* What is being asked: In the entries below, find the lines that include "PortalogConfig" and give their number as the whole reply.

* Records drawn from a dataset:
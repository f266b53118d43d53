//! Submission record model.
//!
//! A [`SubmissionRecord`] is built once per request from fields the HTTP
//! layer already extracted, then serialized to a single JSON line. It has no
//! life beyond that call and the persisted line.

use chrono::{SecondsFormat, Utc};
use serde::ser::SerializeMap;
use serde::{Deserialize, Serialize, Serializer};

use crate::anonymize::{UNKNOWN_ADDR, anonymize_addr};
use crate::config::{KeyLabels, SinkConfig};
use crate::error::PortalogError;
use crate::sanitize::{clean_user_agent, filter_token};

/// Credential field of a submission record.
///
/// Serializes untagged: a token is a bare JSON string, a pair is
/// `{"user": …, "password": …}`. Secret fields may be empty strings, never
/// null.
#[derive(Debug, Clone, PartialEq, Eq, Serialize, Deserialize)]
#[serde(untagged)]
pub enum Credential {
    Token(String),
    Pair { user: String, password: String },
}

/// Raw request fields, as extracted by the HTTP-handling caller.
#[derive(Debug, Clone, Copy)]
pub struct RawSubmission<'a> {
    /// Peer address as seen by the transport layer.
    pub remote_addr: Option<&'a str>,
    /// `User-Agent` header value, if the request carried one.
    pub user_agent: Option<&'a str>,
    pub credential: RawCredential<'a>,
}

/// Credential field as it arrived, before policy is applied.
#[derive(Debug, Clone, Copy)]
pub enum RawCredential<'a> {
    /// Single opaque secret (token call sites).
    Token(&'a str),
    /// Identifier plus optional secret (credential-pair call sites).
    Pair {
        user: &'a str,
        password: Option<&'a str>,
    },
}

/// One fully normalized submission record. Never mutated after
/// construction.
#[derive(Debug, Clone, PartialEq, Eq)]
pub struct SubmissionRecord {
    /// ISO-8601 UTC instant with timezone designator, captured at
    /// construction time.
    pub timestamp: String,
    /// Anonymized client address (see [`crate::anonymize`]).
    pub client_addr: String,
    /// Truncated user-agent; `"-"` when the header was absent.
    pub user_agent: String,
    pub credential: Credential,
}

impl SubmissionRecord {
    /// Build a record from raw fields under the profile's policy.
    ///
    /// Fails with [`PortalogError::InvalidInput`] when the identifying
    /// field (token, or user) is empty after sanitization, or when
    /// `require_secret` is set and the password trims to empty. Address
    /// problems never fail the build; they degrade to `"0.0.0.0"`.
    pub fn build(raw: RawSubmission<'_>, cfg: &SinkConfig) -> Result<Self, PortalogError> {
        let credential = match raw.credential {
            RawCredential::Token(t) => {
                let token = if cfg.filter_credential_chars {
                    filter_token(t)
                } else {
                    t.trim().to_string()
                };
                if token.is_empty() {
                    return Err(PortalogError::InvalidInput("token".into()));
                }
                Credential::Token(token)
            }
            RawCredential::Pair { user, password } => {
                let user = user.trim().to_string();
                if user.is_empty() {
                    return Err(PortalogError::InvalidInput("user".into()));
                }
                // Pair secrets are trimmed but never character-filtered.
                let password = password.unwrap_or("").trim().to_string();
                if cfg.require_secret && password.is_empty() {
                    return Err(PortalogError::InvalidInput("password".into()));
                }
                Credential::Pair { user, password }
            }
        };

        Ok(Self {
            timestamp: Utc::now().to_rfc3339_opts(SecondsFormat::Secs, false),
            client_addr: match raw.remote_addr {
                Some(addr) => anonymize_addr(addr),
                None => UNKNOWN_ADDR.to_string(),
            },
            user_agent: clean_user_agent(raw.user_agent),
            credential,
        })
    }

    /// Serialize to one JSON object using the profile's key labels.
    ///
    /// Field order is fixed (time, address, user-agent, credential) no
    /// matter what the labels are. The line terminator is the sink's job.
    pub fn to_json_line(&self, labels: &KeyLabels) -> Result<String, PortalogError> {
        Ok(serde_json::to_string(&Labeled {
            record: self,
            labels,
        })?)
    }
}

/// Serialization adapter pairing a record with its profile's labels.
struct Labeled<'a> {
    record: &'a SubmissionRecord,
    labels: &'a KeyLabels,
}

impl Serialize for Labeled<'_> {
    fn serialize<S: Serializer>(&self, serializer: S) -> Result<S::Ok, S::Error> {
        let mut map = serializer.serialize_map(Some(4))?;
        map.serialize_entry(&self.labels.timestamp, &self.record.timestamp)?;
        map.serialize_entry(&self.labels.client_addr, &self.record.client_addr)?;
        map.serialize_entry(&self.labels.user_agent, &self.record.user_agent)?;
        map.serialize_entry(&self.labels.credential, &self.record.credential)?;
        map.end()
    }
}
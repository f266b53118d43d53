use figment::{
    Figment,
    providers::{Env, Format, Yaml},
};
use serde::{Deserialize, Serialize};
use std::collections::HashMap;
use std::path::{Path, PathBuf};

use crate::error::PortalogError;

/// JSON key labels for the serialized record.
///
/// Different call sites label the same four semantic fields with different
/// strings. That is a configuration surface: the labels vary per profile,
/// the field order and meaning do not.
#[derive(Debug, Clone, PartialEq, Eq, Serialize, Deserialize)]
pub struct KeyLabels {
    #[serde(default = "default_timestamp_label")]
    pub timestamp: String,
    #[serde(default = "default_client_addr_label")]
    pub client_addr: String,
    #[serde(default = "default_user_agent_label")]
    pub user_agent: String,
    #[serde(default = "default_credential_label")]
    pub credential: String,
}

/// One call-site profile: where records go and which policy applies.
#[derive(Debug, Clone, Serialize, Deserialize)]
pub struct SinkConfig {
    /// Preferred durable location, typically under the system log tree.
    #[serde(default = "default_primary_path")]
    pub primary_path: PathBuf,
    /// Secondary location under the application's own directory, used when
    /// the primary is inaccessible. Its parent directory is created
    /// owner-only if missing.
    #[serde(default = "default_fallback_path")]
    pub fallback_path: PathBuf,
    #[serde(default)]
    pub key_labels: KeyLabels,
    /// Restrict a token credential to `[A-Za-z0-9\-._ ]` after trimming and
    /// truncation. Token call sites only; pair credentials are never
    /// filtered.
    #[serde(default)]
    pub filter_credential_chars: bool,
    /// Reject pair submissions whose password trims to empty.
    #[serde(default)]
    pub require_secret: bool,
    /// Echo each stored line to the diagnostic stream after a successful
    /// append. The echo duplicates unredacted secrets into a second
    /// stream, so it is opt-in.
    #[serde(default)]
    pub echo_to_diagnostics: bool,
}

/// Named profile set, one entry per logical log stream.
#[derive(Debug, Clone, Default, Serialize, Deserialize)]
pub struct PortalogConfig {
    #[serde(default)]
    pub profiles: HashMap<String, SinkConfig>,
}

// ── Defaults ──────────────────────────────────────────────────

fn default_timestamp_label() -> String { "ts".into() }
fn default_client_addr_label() -> String { "ip".into() }
fn default_user_agent_label() -> String { "ua".into() }
fn default_credential_label() -> String { "token".into() }
fn default_primary_path() -> PathBuf { "/var/log/ca.log".into() }
fn default_fallback_path() -> PathBuf { "logs/ca.log".into() }

// ── Impls ─────────────────────────────────────────────────────

impl Default for KeyLabels {
    fn default() -> Self {
        Self {
            timestamp: default_timestamp_label(),
            client_addr: default_client_addr_label(),
            user_agent: default_user_agent_label(),
            credential: default_credential_label(),
        }
    }
}

impl Default for SinkConfig {
    fn default() -> Self {
        Self {
            primary_path: default_primary_path(),
            fallback_path: default_fallback_path(),
            key_labels: KeyLabels::default(),
            filter_credential_chars: false,
            require_secret: false,
            echo_to_diagnostics: false,
        }
    }
}

impl PortalogConfig {
    /// Load the profile set from a YAML file + env overrides.
    pub fn load(path: &Path) -> anyhow::Result<Self> {
        let config: PortalogConfig = Figment::new()
            .merge(Yaml::file(path))
            .merge(Env::prefixed("PORTALOG_").split("_"))
            .extract()?;
        Ok(config)
    }

    /// Look up a named profile.
    pub fn profile(&self, name: &str) -> Result<&SinkConfig, PortalogError> {
        self.profiles
            .get(name)
            .ok_or_else(|| PortalogError::ProfileNotFound(name.to_string()))
    }
}
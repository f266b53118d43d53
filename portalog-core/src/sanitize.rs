//! Inbound field sanitization.
//!
//! Truncation is character-based, so multi-byte text is never cut mid code
//! point.

use regex::Regex;
use std::sync::LazyLock;

/// Maximum stored user-agent length, in characters.
pub const MAX_USER_AGENT_CHARS: usize = 180;

/// Maximum stored token length, in characters.
pub const MAX_TOKEN_CHARS: usize = 100;

/// Placeholder stored when the user-agent header was absent.
pub const ABSENT_USER_AGENT: &str = "-";

/// Everything a filtered token is not allowed to contain.
static TOKEN_REJECT: LazyLock<Regex> =
    LazyLock::new(|| Regex::new(r"[^A-Za-z0-9\-._ ]").unwrap());

/// Truncate to at most `max` characters without splitting a code point.
pub(crate) fn truncate_chars(s: &str, max: usize) -> &str {
    match s.char_indices().nth(max) {
        Some((idx, _)) => &s[..idx],
        None => s,
    }
}

/// Normalize a user-agent header value.
///
/// Present values are truncated to [`MAX_USER_AGENT_CHARS`]; an absent
/// header becomes [`ABSENT_USER_AGENT`]. An empty header stays empty.
pub fn clean_user_agent(raw: Option<&str>) -> String {
    match raw {
        Some(ua) => truncate_chars(ua, MAX_USER_AGENT_CHARS).to_string(),
        None => ABSENT_USER_AGENT.to_string(),
    }
}

/// Clean a single-token credential under the filtering policy: trim,
/// truncate to [`MAX_TOKEN_CHARS`], then strip every character outside
/// `[A-Za-z0-9\-._ ]`. Truncation runs before the strip, so the stored
/// value can be shorter than the cap but never longer.
pub fn filter_token(raw: &str) -> String {
    let trimmed = truncate_chars(raw.trim(), MAX_TOKEN_CHARS);
    TOKEN_REJECT.replace_all(trimmed, "").into_owned()
}
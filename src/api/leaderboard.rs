//! Leaderboard handler

use crate::models::LeaderboardResponse;
use crate::state::AppState;
use axum::{extract::State, Json};
use std::sync::Arc;

pub async fn get_leaderboard(State(state): State<Arc<AppState>>) -> Json<LeaderboardResponse> {
    Json(LeaderboardResponse {
        success: true,
        leaderboard: state.store.leaderboard(),
    })
}
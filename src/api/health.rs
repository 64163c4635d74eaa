//! Health check handler

use crate::models::HealthResponse;
use axum::Json;
use std::time::{SystemTime, UNIX_EPOCH};

fn now() -> f64 {
    SystemTime::now()
        .duration_since(UNIX_EPOCH)
        .unwrap_or_default()
        .as_secs_f64()
}

pub async fn health_check() -> Json<HealthResponse> {
    Json(HealthResponse {
        status: "ok",
        timestamp: now(),
    })
}
//! Kombat Yoga API server
//!
//! Backend for a Telegram WebApp clicker mini-game:
//! - Verifies Telegram `initData` signed payloads (HMAC-SHA256)
//! - Keeps per-player game state in an in-memory store
//! - Maintains a leaderboard projection sorted by energy
//!
//! Key invariants:
//! - Every mutating request passes signature verification first
//! - The leaderboard always holds exactly one entry per stored player
//! - Store state lives only for the process lifetime (proof of concept)

pub mod api;
pub mod models;
pub mod state;
pub mod store;
pub mod telegram;

pub use state::AppState;
pub use store::PlayerStore;

use axum::{
    routing::{get, post},
    Router,
};
use std::sync::Arc;

/// Build the API router. Static-file services and middleware layers are
/// attached by the composition root; tests drive this router directly.
pub fn router(state: Arc<AppState>) -> Router {
    Router::new()
        .route("/api/health", get(api::health::health_check))
        .route(
            "/api/validate-telegram",
            post(api::telegram_auth::validate_telegram),
        )
        .route("/api/player/save", post(api::player::save_player))
        .route("/api/player/:user_id", get(api::player::get_player))
        .route("/api/leaderboard", get(api::leaderboard::get_leaderboard))
        .with_state(state)
}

* Answer to this task: 3